Melphalan 140 mg/m2 or 200 mg/m2 for autologous transplantation in myeloma: results from the Collaboration to Collect Autologous Transplant Outcomes in Lymphoma and Myeloma (CALM) study. A report by the EBMT Chronic Malignancies Working Party
Holger W. Auner,
Simona Iacobelli,
Giulia Sbianchi,
Cora Knol-Bout,
Didier Blaise,
Nigel H. Russell,
Jane F. Apperley,
David Pohlreich,
Paul V. Browne,
Guido Kobbe,
Cecilia Isaksson,
Stig Lenhoff,
Christof Scheid,
Cyrille Touzeau,
Esa Jantunen,
Achilles Anagnostopoulos,
Ibrahim Yakoub-Agha,
Alina Tanase,
Nicolaas Schaap,
Wieslaw Wiktor-Jedrzejczak,
Marta Krejci,
Stefan O. Schönland,
Curly Morris,
Laurent Garderet,
Nicolaus Kröger
Affiliations
Holger W. Auner
Department of Medicine, Imperial College London, UK
Simona Iacobelli
Department of Biology, Tor Vergata University of Rome, Italy
Giulia Sbianchi
Department of Biology, Tor Vergata University of Rome, Italy
Cora Knol-Bout
EBMT Data Office, Leiden, the Netherlands
Didier Blaise
Institut Paoli Calmettes, Marseille, France
Nigel H. Russell
Nottingham University, UK
Jane F. Apperley
Department of Medicine, Imperial College London, UK
David Pohlreich
Charles University Hospital, Prague, Czech Republic
Paul V. Browne
St.
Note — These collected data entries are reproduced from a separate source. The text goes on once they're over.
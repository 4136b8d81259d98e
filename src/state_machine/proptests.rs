//! Property-based tests for the turn state machine
//!
//! These tests verify key invariants hold across all possible inputs.

use super::*;
use crate::inference::PredictionResult;
use chrono::Utc;
use proptest::prelude::*;

// ============================================================================
// Arbitrary Generators
// ============================================================================

fn arb_turn_id() -> impl Strategy<Value = String> {
    prop_oneof![Just("t1".to_string()), Just("t2".to_string()), "[a-z]{8}"]
}

fn arb_blank() -> impl Strategy<Value = String> {
    "[ \t\n\r]{0,8}"
}

fn arb_message() -> impl Strategy<Value = String> {
    (arb_blank(), "[a-zA-Z0-9?!+]{1}[a-zA-Z0-9 ?!+]{0,30}", arb_blank())
        .prop_map(|(pre, body, post)| format!("{pre}{body}{post}"))
}

fn arb_result() -> impl Strategy<Value = PredictionResult> {
    prop_oneof![
        "[a-zA-Z0-9 ]{0,40}".prop_map(PredictionResult::success),
        "[a-zA-Z0-9 :]{0,40}".prop_map(PredictionResult::failure),
    ]
}

fn arb_submit() -> impl Strategy<Value = Event> {
    (arb_turn_id(), prop_oneof![arb_message(), arb_blank()]).prop_map(|(turn_id, text)| {
        Event::Submit {
            turn_id,
            text,
            submitted_at: Utc::now(),
        }
    })
}

fn arb_resolve() -> impl Strategy<Value = Event> {
    (arb_turn_id(), arb_result()).prop_map(|(turn_id, result)| Event::Resolve { turn_id, result })
}

fn arb_event() -> impl Strategy<Value = Event> {
    prop_oneof![arb_submit(), arb_resolve()]
}

fn pending_state(turn_id: &str, text: &str) -> TurnState {
    let event = Event::Submit {
        turn_id: turn_id.to_string(),
        text: text.to_string(),
        submitted_at: Utc::now(),
    };
    transition(&TurnState::Idle, event).unwrap().new_state
}

fn position(effects: &[Effect], pred: impl Fn(&Effect) -> bool) -> Option<usize> {
    effects.iter().position(pred)
}

// ============================================================================
// Property Tests
// ============================================================================

proptest! {
    #![proptest_config(ProptestConfig::with_cases(500))]

    // Rejected events never change state; accepted ones move Idle <-> Pending only
    #[test]
    fn prop_transitions_alternate(events in proptest::collection::vec(arb_event(), 0..30)) {
        let mut state = TurnState::Idle;

        for event in events {
            let was_pending = state.is_pending();
            match transition(&state, event) {
                Ok(result) => {
                    prop_assert_ne!(was_pending, result.new_state.is_pending());
                    state = result.new_state;
                }
                Err(_) => { /* Refused events leave the state alone */ }
            }
        }
    }

    // Every accepted submit creates exactly one pending turn and one request
    #[test]
    fn prop_idle_accepts_trimmed_text(turn_id in arb_turn_id(), text in arb_message()) {
        let result = transition(&TurnState::Idle, Event::Submit {
            turn_id: turn_id.clone(),
            text: text.clone(),
            submitted_at: Utc::now(),
        }).unwrap();

        let turn = result.new_state.pending_turn().unwrap();
        prop_assert_eq!(&turn.user_text, text.trim());
        prop_assert_eq!(turn.status, TurnStatus::Pending);

        let appended: Vec<_> = result.effects.iter().filter_map(|e| match e {
            Effect::AppendUserMessage { text } => Some(text.clone()),
            _ => None,
        }).collect();
        prop_assert_eq!(appended, vec![text.trim().to_string()]);

        let requests: Vec<_> = result.effects.iter().filter_map(|e| match e {
            Effect::RequestPrediction { request, .. } => Some(request.clone()),
            _ => None,
        }).collect();
        prop_assert_eq!(requests.len(), 1);
        prop_assert_eq!(&requests[0].query, "");
        prop_assert_eq!(&requests[0].context, text.trim());

        // Input is cleared and locked before the indicator appears
        let clear = position(&result.effects, |e| matches!(e, Effect::ClearInput)).unwrap();
        let lock = position(&result.effects, |e| *e == Effect::input_enabled(false)).unwrap();
        let show = position(&result.effects, |e| matches!(e, Effect::ShowPending { .. })).unwrap();
        prop_assert!(clear < show);
        prop_assert!(lock < show);
    }

    // Blank input never creates a turn
    #[test]
    fn prop_blank_input_rejected(turn_id in arb_turn_id(), text in arb_blank()) {
        let result = transition(&TurnState::Idle, Event::Submit {
            turn_id,
            text,
            submitted_at: Utc::now(),
        });
        prop_assert_eq!(result.unwrap_err(), TransitionError::EmptyInput);
    }

    // Pending rejects every submission, blank or not
    #[test]
    fn prop_pending_rejects_submit(first in arb_message(), event in arb_submit()) {
        let state = pending_state("t1", &first);
        let err = transition(&state, event).unwrap_err();
        prop_assert!(err.is_input_gate());
    }

    // Resolve cancels the indicator before anything is revealed and returns to Idle
    #[test]
    fn prop_resolve_cancels_before_reveal(text in arb_message(), result in arb_result()) {
        let state = pending_state("t1", &text);
        let out = transition(&state, Event::Resolve {
            turn_id: "t1".to_string(),
            result: result.clone(),
        }).unwrap();

        prop_assert_eq!(&out.new_state, &TurnState::Idle);

        let cancel = position(&out.effects, |e| matches!(e, Effect::CancelPending)).unwrap();
        let reveal = position(&out.effects, |e| matches!(e, Effect::RevealReply { .. })).unwrap();
        prop_assert_eq!(cancel, 0);
        prop_assert!(cancel < reveal);
        prop_assert_eq!(
            out.effects.iter().filter(|e| matches!(e, Effect::CancelPending)).count(),
            1
        );

        let expected = match &result {
            PredictionResult::Success { text } => text.clone(),
            PredictionResult::Failure { .. } => APOLOGY.to_string(),
        };
        prop_assert_eq!(&out.effects[reveal], &Effect::RevealReply { text: expected });

        let finished = out.effects.iter().find_map(|e| match e {
            Effect::TurnFinished { turn } => Some(turn.clone()),
            _ => None,
        }).unwrap();
        prop_assert!(finished.status.is_settled());
        prop_assert_eq!(finished.status == TurnStatus::Succeeded, result.is_success());
    }

    // Failure detail never reaches the rendered text
    #[test]
    fn prop_failure_detail_hidden(detail in "[a-zA-Z0-9 ]{1,40}") {
        let state = pending_state("t1", "hi");
        let out = transition(&state, Event::Resolve {
            turn_id: "t1".to_string(),
            result: PredictionResult::failure(detail),
        }).unwrap();

        let apology = Effect::RevealReply { text: APOLOGY.to_string() };
        prop_assert!(out.effects.contains(&apology));
    }
}
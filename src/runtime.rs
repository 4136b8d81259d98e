//! Runtime for executing turns
//!
//! Hosts the pure state machine on a single task: applies transitions,
//! performs their effects against a `RenderSink`, spawns inference calls
//! and owns the two animation timers.

mod executor;
mod timer;
pub mod traits;


pub use executor::TurnRuntime;
pub use timer::{ScopedTimer, TimerTick};
pub use traits::RenderSink;

use std::time::Duration;
use thiserror::Error;
use tokio::sync::{mpsc, watch};

/// Period of the pending indicator's animation
pub const PENDING_FRAME_INTERVAL: Duration = Duration::from_millis(260);

/// Delay between revealed reply characters
pub const REVEAL_CHAR_INTERVAL: Duration = Duration::from_millis(15);

/// Animation pacing
#[derive(Debug, Clone, Copy, PartialEq, Eq)]
pub struct Timing {
    pub pending_frame: Duration,
    pub reveal_char: Duration,
}

impl Default for Timing {
    fn default() -> Self {
        Self {
            pending_frame: PENDING_FRAME_INTERVAL,
            reveal_char: REVEAL_CHAR_INTERVAL,
        }
    }
}

/// Whether a reply is being awaited
#[derive(Debug, Clone, Copy, PartialEq, Eq)]
pub enum Phase {
    Idle,
    Pending,
}

/// Requests from the front-end to the runtime task
#[derive(Debug)]
pub(crate) enum Command {
    Submit { text: String },
    /// Stop once the current turn has settled and its reply is fully shown
    Finish,
    Shutdown,
}

#[derive(Debug, Error)]
#[error("Turn runtime has stopped")]
pub struct RuntimeClosed;

/// Handle to interact with a running turn runtime
#[derive(Clone)]
pub struct TurnHandle {
    command_tx: mpsc::Sender<Command>,
    phase_rx: watch::Receiver<Phase>,
}

impl TurnHandle {
    fn new(command_tx: mpsc::Sender<Command>, phase_rx: watch::Receiver<Phase>) -> Self {
        Self {
            command_tx,
            phase_rx,
        }
    }

    /// Raise a submit event; blank text or a pending turn makes it a no-op
    pub async fn submit(&self, text: impl Into<String>) -> Result<(), RuntimeClosed> {
        self.command_tx
            .send(Command::Submit { text: text.into() })
            .await
            .map_err(|_| RuntimeClosed)
    }

    /// Let the runtime stop on its own after the turn in flight.
    ///
    /// Queued behind earlier submissions, so a message sent just before is
    /// still answered and revealed. Keep the handle alive until the runtime
    /// task returns; dropping every handle stops it at once.
    pub async fn finish(&self) {
        let _ = self.command_tx.send(Command::Finish).await;
    }

    /// Stop the runtime, cancelling any running animation
    pub async fn shutdown(&self) {
        let _ = self.command_tx.send(Command::Shutdown).await;
    }

    pub fn phase(&self) -> Phase {
        *self.phase_rx.borrow()
    }
}
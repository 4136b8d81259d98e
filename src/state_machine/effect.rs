//! Effects produced by state transitions

use super::state::Turn;
use crate::inference::PredictionRequest;

/// Effects to be executed after state transition, in order
#[derive(Debug, Clone, PartialEq, Eq)]
pub enum Effect {
    /// Add the user's bubble to the log
    AppendUserMessage { text: String },

    /// Empty the input box
    ClearInput,

    /// Lock or unlock the input box and send button
    SetInputEnabled { enabled: bool },

    /// Add the pending indicator and start its animation
    ShowPending { turn_id: String },

    /// Send the request (spawns as background task)
    RequestPrediction {
        turn_id: String,
        request: PredictionRequest,
    },

    /// Stop the pending animation; always runs before any reply text is written
    CancelPending,

    /// Replace the indicator with `text`, revealed one character at a time
    RevealReply { text: String },

    /// Keep the newest bubble in view
    ScrollToLatest,

    /// The turn settled and the machine is idle again
    TurnFinished { turn: Turn },
}

impl Effect {
    pub fn input_enabled(enabled: bool) -> Self {
        Effect::SetInputEnabled { enabled }
    }
}
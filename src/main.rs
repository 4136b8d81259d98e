//! relaychat relay server
//!
//! Forwards `POST /predict` to the configured inference endpoint, keeping
//! the upstream URL and credential on the server.

use relaychat::config::{load_env_file, RelayConfig};
use relaychat::relay::{create_router, AppState, Relay};
use std::net::SocketAddr;
use tower_http::{
    cors::{Any, CorsLayer},
    trace::TraceLayer,
};
use tracing_subscriber::{layer::SubscriberExt, util::SubscriberInitExt};

#[tokio::main]
async fn main() -> Result<(), Box<dyn std::error::Error>> {
    // Before logging so RUST_LOG can come from the file too
    let env_file = load_env_file();

    // Initialize logging
    tracing_subscriber::registry()
        .with(
            tracing_subscriber::EnvFilter::try_from_default_env()
                .unwrap_or_else(|_| "relaychat=info,tower_http=debug".into()),
        )
        .with(
            tracing_subscriber::fmt::layer()
                .json()
                .with_current_span(false)
                .with_span_list(false),
        )
        .init();

    if let Some(path) = &env_file {
        tracing::info!(path = %path.display(), "Loaded environment file");
    }

    // Configuration
    let config = RelayConfig::from_env();
    let port = config.listen_port;

    tracing::info!(
        upstream = %config.upstream_url,
        authenticated = config.bearer_token.is_some(),
        "Relay configured"
    );

    let state = AppState::new(Relay::new(config)?);

    // Create router
    let cors = CorsLayer::new()
        .allow_origin(Any)
        .allow_methods(Any)
        .allow_headers(Any);

    let app = create_router(state)
        .layer(TraceLayer::new_for_http())
        .layer(cors);

    // Start server
    let addr = SocketAddr::from(([0, 0, 0, 0], port));
    tracing::info!("Proxy listening at http://localhost:{}", port);

    let listener = tokio::net::TcpListener::bind(addr).await?;
    axum::serve(listener, app).await?;

    Ok(())
}
//! Events that drive a turn

use crate::inference::PredictionResult;
use chrono::{DateTime, Utc};

/// Events that trigger state transitions
#[derive(Debug, Clone)]
pub enum Event {
    /// User pressed send; `turn_id` is used only if the submission is accepted
    Submit {
        turn_id: String,
        text: String,
        submitted_at: DateTime<Utc>,
    },

    /// The inference call for `turn_id` settled
    Resolve {
        turn_id: String,
        result: PredictionResult,
    },
}

impl Event {
    pub fn submit(text: impl Into<String>) -> Self {
        Event::Submit {
            turn_id: uuid::Uuid::new_v4().to_string(),
            text: text.into(),
            submitted_at: Utc::now(),
        }
    }
}
//! HTTP implementation of the inference client

use super::types::{response_result, result_text, PredictionRequest};
use super::{InferenceClient, InferenceError};
use crate::config::ClientConfig;
use async_trait::async_trait;
use reqwest::Client;

/// Talks to the model endpoint directly or through the relay
pub struct HttpInferenceClient {
    client: Client,
    endpoint: String,
}

impl HttpInferenceClient {
    pub fn new(config: &ClientConfig) -> Result<Self, InferenceError> {
        let mut builder = Client::builder();
        if let Some(timeout) = config.request_timeout {
            builder = builder.timeout(timeout);
        }
        let client = builder
            .build()
            .map_err(|e| InferenceError::transport(format!("Failed to create HTTP client: {e}")))?;

        Ok(Self {
            client,
            endpoint: config.endpoint.clone(),
        })
    }
}

#[async_trait]
impl InferenceClient for HttpInferenceClient {
    async fn predict(&self, request: &PredictionRequest) -> Result<String, InferenceError> {
        let response = self
            .client
            .post(&self.endpoint)
            .header("content-type", "application/json")
            .json(request)
            .send()
            .await
            .map_err(|e| InferenceError::from_reqwest(&e))?;

        let status = response.status();
        let body = response
            .text()
            .await
            .map_err(|e| InferenceError::transport(format!("Failed to read response: {e}")))?;

        if !status.is_success() {
            return Err(InferenceError::upstream(status.as_u16(), body));
        }

        let parsed: serde_json::Value = serde_json::from_str(&body).map_err(|e| {
            InferenceError::decode(format!("Failed to parse response: {e} - body: {body}"))
        })?;

        let result = response_result(parsed)
            .ok_or_else(|| InferenceError::decode("Response body was null"))?;

        Ok(result_text(&result))
    }

    fn endpoint(&self) -> &str {
        &self.endpoint
    }
}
James’s Hospital, Trinity College Dublin, Ireland
Guido Kobbe
Heinrich Heine Universität, Düsseldorf, Germany
Cecilia Isaksson
Umeå University Hospital, Sweden
Stig Lenhoff
Skåne University Hospital, Lund, Sweden
Christof Scheid
University of Cologne, Germany
Cyrille Touzeau
CHU Nantes, France
Esa Jantunen
Kuopio University Hospital, Finland
Achilles Anagnostopoulos
George Papanicolaou General Hospital, Thessaloniki, Greece
Ibrahim Yakoub-Agha
CHU de Lille, LIRIC, INSERM U995, France
Alina Tanase
Fundeni Clinical Institute, Bucharest, Romania
Nicolaas Schaap
Radboud University Medical Centre, Nijmegen, the Netherlands
Wieslaw Wiktor-Jedrzejczak
Medical University, Warsaw, Poland
Marta Krejci
University Hospital Brno, Czech Republic
Stefan O. Schönland
University of Heidelberg, Germany
Curly Morris
Queens University of Belfast, Northern Ireland
Laurent Garderet
Hôpital Saint-Antoine, Paris, France
Nicolaus Kröger
University Hospital Hamburg-Eppendorf, Hamburg, Germany
Melphalan at a dose of 200 mg/m2 is standard conditioning prior to autologous hematopoietic stem cell transplantation for multiple myeloma, but a dose of 140 mg/m2 is often used in clinical practice in patients perceived to be at risk of excess toxicity. To determine whether melphalan 200 mg/m2 and melphalan 140 mg/m2 are equally effective and tolerable in clinically relevant patient subgroups we analyzed 1964 first single autologous transplantation episodes using a series of Cox proportional-hazards models. Overall survival, progression-free survival, cumulative incidence of relapse, non-relapse mortality, hematopoietic recovery and second primary malignancy rates were not significantly different between the melphalan 140 mg/m2 (n=245) and melphalan 200 mg/m2 (n=1719) groups. Multivariable subgroup analysis showed that disease status at transplantation interacted with overall survival, progression-free survival, and cumulative incidence of relapse, with a significant advantage associated with melphalan 200 mg/m2 in patients transplanted in less than partial response (adjusted hazard ratios for melphalan 200 mg/m2 versus melphalan 140 mg/m2: 0.5, 0.54, and 0.56). In contrast, transplantation in very good partial or complete response significantly favored melphalan 140 mg/m2 for overall survival (adjusted hazard ratio: 2.02). Age, renal function, prior proteasome inhibitor treatment, gender, or Karnofsky score did not interact with overall/progression-free survival or relapse rate in the melphalan dose groups. There were no significant survival or relapse rate differences between melphalan 200 mg/m2 and melphalan 140 mg/m2 patients with high-risk or standard-risk chromosomal abnormalities. In conclusion, remission status at the time of transplantation may favor the use of melphalan 200 mg/m2 or melphalan 140 mg/m2 for key transplant outcomes (NCT01362972).